In an age of electronic books (many of them available free) my library has swelled to 13,649 on the laptop (Libronix, BibleSoft, QuickVerse, WordSearch, e-Sword, The Word) *plus* PDF versions of things as they become available (mostly complete works and mostly FREE PDFs of Chares Simeon, Ezekiel Hopkins, James Ussher, Edward Reynolds, Jeremiah Burroughs, William Bridge, Daniel Neal, Thomas Case, Thomas Manton, William Guthrie, Thomas Shepard, Thomas Goodwin, John Flavel, Thomas Brooks, Richard Sibbes, Thomas Watson, William Perkins, David Clarkson, Henry Bullinger, Walter Marshall, Herman Witsius, Isaac Ambrose, Benjamin Brook, Philip Doddridge, William Gurnall, John Borwn, John colquhoun, Thomas Gouge, Richard Baxter, John Ball, Stephen Charnock, Williajm Ames, Scougal, etc.). If you add all of the PDF's, my library would be fairly large.

At this stage in life, I am dumping paper copies of just about anything that is not a classic, particularly if it is part of my digital library. Trying to sell my house and move makes the thought of the books still at home more than a little daunting. My past practice was to try to collect every side of every issue in every instantiation possible. There is NOT enough time to read all of that and much of it is of little real use to anyone but a dedicated academic.

After many DUMB book purchases that disadvantaged my family financially, my physical library is now shrinking dramatically, and will have mostly solidly orthodox books, predominately Reformed, many of them Puritans. The "feel" of a good book is indeed wonderful, including several well bound Bibles in high end calfskin. However, for the purposes of reading, studying, and research digital works just fine to augment a more compact physical library of classics. 

A simple Libronix only search of *commentaries* on a text in Romans yielded 86 different commentaries NOT counting the grammars and lexica!!! How many books do you think you can look at on a passage in one week anyhow? If all you did was prepare a sermon, you could probably not read all of these weekly.

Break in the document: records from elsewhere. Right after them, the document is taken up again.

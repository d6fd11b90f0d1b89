//! Query handlers for the xdomain bridge contract.

use cosmwasm_std::{Deps, StdError, StdResult, Uint128};

use crate::aux_data::AuxData;
use crate::domain_table::{domain_count, list_domains, resolve_domain};
use crate::execute::plan_transfer;
use crate::fee_policy::{compute_fee, effective_fee_bps, load_fee_ceiling};
use crate::msg::{
    ComputeFeeResponse, ConfigResponse, DispatchCountResponse, DomainCountResponse,
    DomainResponse, DomainsResponse, FeeCeilingResponse, SimulateConvertResponse,
};
use crate::state::{CONFIG, DISPATCH_COUNT};

const DEFAULT_LIMIT: u32 = 10;
const MAX_LIMIT: u32 = 50;

// ============================================================================
// Core Queries
// ============================================================================

/// Query contract configuration.
pub fn query_config(deps: Deps) -> StdResult<ConfigResponse> {
    let config = CONFIG.load(deps.storage)?;
    Ok(ConfigResponse {
        owner: config.owner,
        processor: config.processor,
        transport: config.transport,
        address_registry: config.address_registry,
    })
}

pub fn query_dispatch_count(deps: Deps) -> StdResult<DispatchCountResponse> {
    let count = DISPATCH_COUNT.may_load(deps.storage)?.unwrap_or_default();
    Ok(DispatchCountResponse { count })
}

// ============================================================================
// Domain Queries
// ============================================================================

pub fn query_domain(deps: Deps, index: u32) -> StdResult<DomainResponse> {
    let domain_id =
        resolve_domain(deps.storage, index).map_err(|e| StdError::generic_err(e.to_string()))?;
    Ok(DomainResponse { index, domain_id })
}

/// Query paginated domain table entries.
pub fn query_domains(
    deps: Deps,
    start_after: Option<u32>,
    limit: Option<u32>,
) -> StdResult<DomainsResponse> {
    let limit = limit.unwrap_or(DEFAULT_LIMIT).min(MAX_LIMIT) as usize;
    let domains = list_domains(deps.storage, start_after, limit)?
        .into_iter()
        .map(|(index, domain_id)| DomainResponse { index, domain_id })
        .collect();
    Ok(DomainsResponse { domains })
}

pub fn query_domain_count(deps: Deps) -> StdResult<DomainCountResponse> {
    Ok(DomainCountResponse {
        count: domain_count(deps.storage)?,
    })
}

// ============================================================================
// Fee & Aux Data Queries
// ============================================================================

pub fn query_fee_ceiling(deps: Deps) -> StdResult<FeeCeilingResponse> {
    Ok(FeeCeilingResponse {
        ceiling: load_fee_ceiling(deps.storage)?,
    })
}

pub fn query_decode_aux_data(aux_data: u64) -> StdResult<AuxData> {
    Ok(AuxData::decode(aux_data))
}

pub fn query_compute_fee(deps: Deps, aux_data: u64) -> StdResult<ComputeFeeResponse> {
    let ceiling = load_fee_ceiling(deps.storage)?;
    Ok(ComputeFeeResponse {
        fee_bps: effective_fee_bps(aux_data),
        fee: compute_fee(aux_data, ceiling),
    })
}

/// Resolve and price a `Convert` without the caller, asset and allowance checks.
pub fn query_simulate_convert(
    deps: Deps,
    total_input_value: Uint128,
    aux_data: u64,
) -> StdResult<SimulateConvertResponse> {
    let config = CONFIG.load(deps.storage)?;
    let plan = plan_transfer(deps, &config, total_input_value, aux_data)
        .map_err(|e| StdError::generic_err(e.to_string()))?;

    Ok(SimulateConvertResponse {
        domain_id: plan.domain_id,
        recipient: plan.recipient,
        slippage_bps: plan.slippage_bps,
        relayer_fee: plan.relayer_fee,
        amount: plan.amount,
    })
}
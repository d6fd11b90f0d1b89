//! Domain Table
//!
//! Ordered, 0-indexed, append-only list of transport domain ids. The packed
//! aux-data word selects an entry with a 5-bit index, so only the first 32
//! entries are reachable from `Convert`; the table itself may grow further.
//!
//! Entries are overwritten in place by `update_domains` but never removed, and
//! `DOMAIN_COUNT` only ever grows.

use cosmwasm_std::{Order, StdResult, Storage};
use cw_storage_plus::{Bound, Item, Map};

use crate::error::ContractError;

// ============================================================================
// Storage
// ============================================================================

/// Number of stored domains; also the next index `append_domains` writes to
pub const DOMAIN_COUNT: Item<u32> = Item::new("domain_count");

/// Key: table index, Value: transport domain id
pub const DOMAINS: Map<u32, u32> = Map::new("domains");

// ============================================================================
// Mutation
// ============================================================================

/// Append `domain_ids` in order. Returns the new count.
pub fn append_domains(storage: &mut dyn Storage, domain_ids: &[u32]) -> StdResult<u32> {
    let mut count = domain_count(storage)?;
    for id in domain_ids {
        DOMAINS.save(storage, count, id)?;
        count += 1;
    }
    DOMAIN_COUNT.save(storage, &count)?;
    Ok(count)
}

/// Overwrite existing entries. Every index is checked before the first write,
/// so a failing batch leaves the table untouched.
pub fn update_domains(
    storage: &mut dyn Storage,
    indices: &[u32],
    domain_ids: &[u32],
) -> Result<(), ContractError> {
    if indices.len() != domain_ids.len() {
        return Err(ContractError::InvalidConfiguration {
            reason: format!(
                "{} indices but {} domain ids",
                indices.len(),
                domain_ids.len()
            ),
        });
    }

    let count = domain_count(storage)?;
    if let Some(&index) = indices.iter().find(|&&index| index >= count) {
        return Err(ContractError::InvalidDomainIndex { index });
    }

    for (index, id) in indices.iter().zip(domain_ids) {
        DOMAINS.save(storage, *index, id)?;
    }
    Ok(())
}

// ============================================================================
// Lookup
// ============================================================================

pub fn domain_count(storage: &dyn Storage) -> StdResult<u32> {
    Ok(DOMAIN_COUNT.may_load(storage)?.unwrap_or_default())
}

/// Domain id stored at `index`. Id `0` is a legal entry.
pub fn resolve_domain(storage: &dyn Storage, index: u32) -> Result<u32, ContractError> {
    if index >= domain_count(storage)? {
        return Err(ContractError::InvalidDomainID { index });
    }
    Ok(DOMAINS.load(storage, index)?)
}

/// Entries after `start_after`, ascending, at most `limit`.
pub fn list_domains(
    storage: &dyn Storage,
    start_after: Option<u32>,
    limit: usize,
) -> StdResult<Vec<(u32, u32)>> {
    DOMAINS
        .range(
            storage,
            start_after.map(Bound::exclusive),
            None,
            Order::Ascending,
        )
        .take(limit)
        .collect()
}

I would encourage younger pastors, scholars, and laypersons to examine carefully your reasons for buying books and subject such reasons to scrutiny BEFORE pigging out on things you THINK that you MIGHT need some day. Purchasing expensive ICC volumes of commentaries on books of the Bible I have never preached from (and already have MANY other commentaries covering) was just plain BAD stewardship.

So, yes, count me in on Wayne's proposal!


----------



## JOwen (Oct 4, 2010)

fredtgreco said:


> JOwen said:
> 
> 
> > I have between 2000 and 3000 books. Nothing to write home about as a pastor. This thread has revitalized a notion I have had for quite some time now. I have been thinking of a strictly Puritan library. Under that broad heading I have been considering the following:
> ...


 
Salient.


----------



## Wayne (Oct 4, 2010)

Dennis:

Your post makes me realize I should probably post a list here on the PB of the periodicals that I'm still seeking to add to the Historical Center archives.
Journals like:

Antithesis
Contra Mundum
Harbinger
early issues of the Chalcedon Report (pre-#289)
Penpoints
etc.

We've made good progress in the last ten years in building a research library, but still have some significant gaps.


----------



## Curt (Oct 4, 2010)

Joshua said:


> With all of the electronic media available today pertaining to the Puritans, Reformers, Church Father, etc. I would find it easy for one to trim their Christian library by quite a bit. The value of being able to electronically search, note-take, etc. is really nice. Nevertheless, I grant that there are many who prefer the ink and page. I have no problem with that.


 
I have about 200 volumes at my church office and maybe another 500-750 at home. That's not a lot. I have pared down several times. These days, I do use a lot of electronic media. I do wonder where we will all be, however, if there is a giant solar flare or some such thing, which closes down electronic avenues. I prefer to keep a small, proven, library of good resources.


----------



## TexanRose (Oct 4, 2010)

I don't see why it is necessary for every family in a congregation to own all the good books. Surely they can be shared? We borrow books from others in the church, and loan ours out as well. The advantage of this system is that you get an opportunity to discuss the book with a friend. 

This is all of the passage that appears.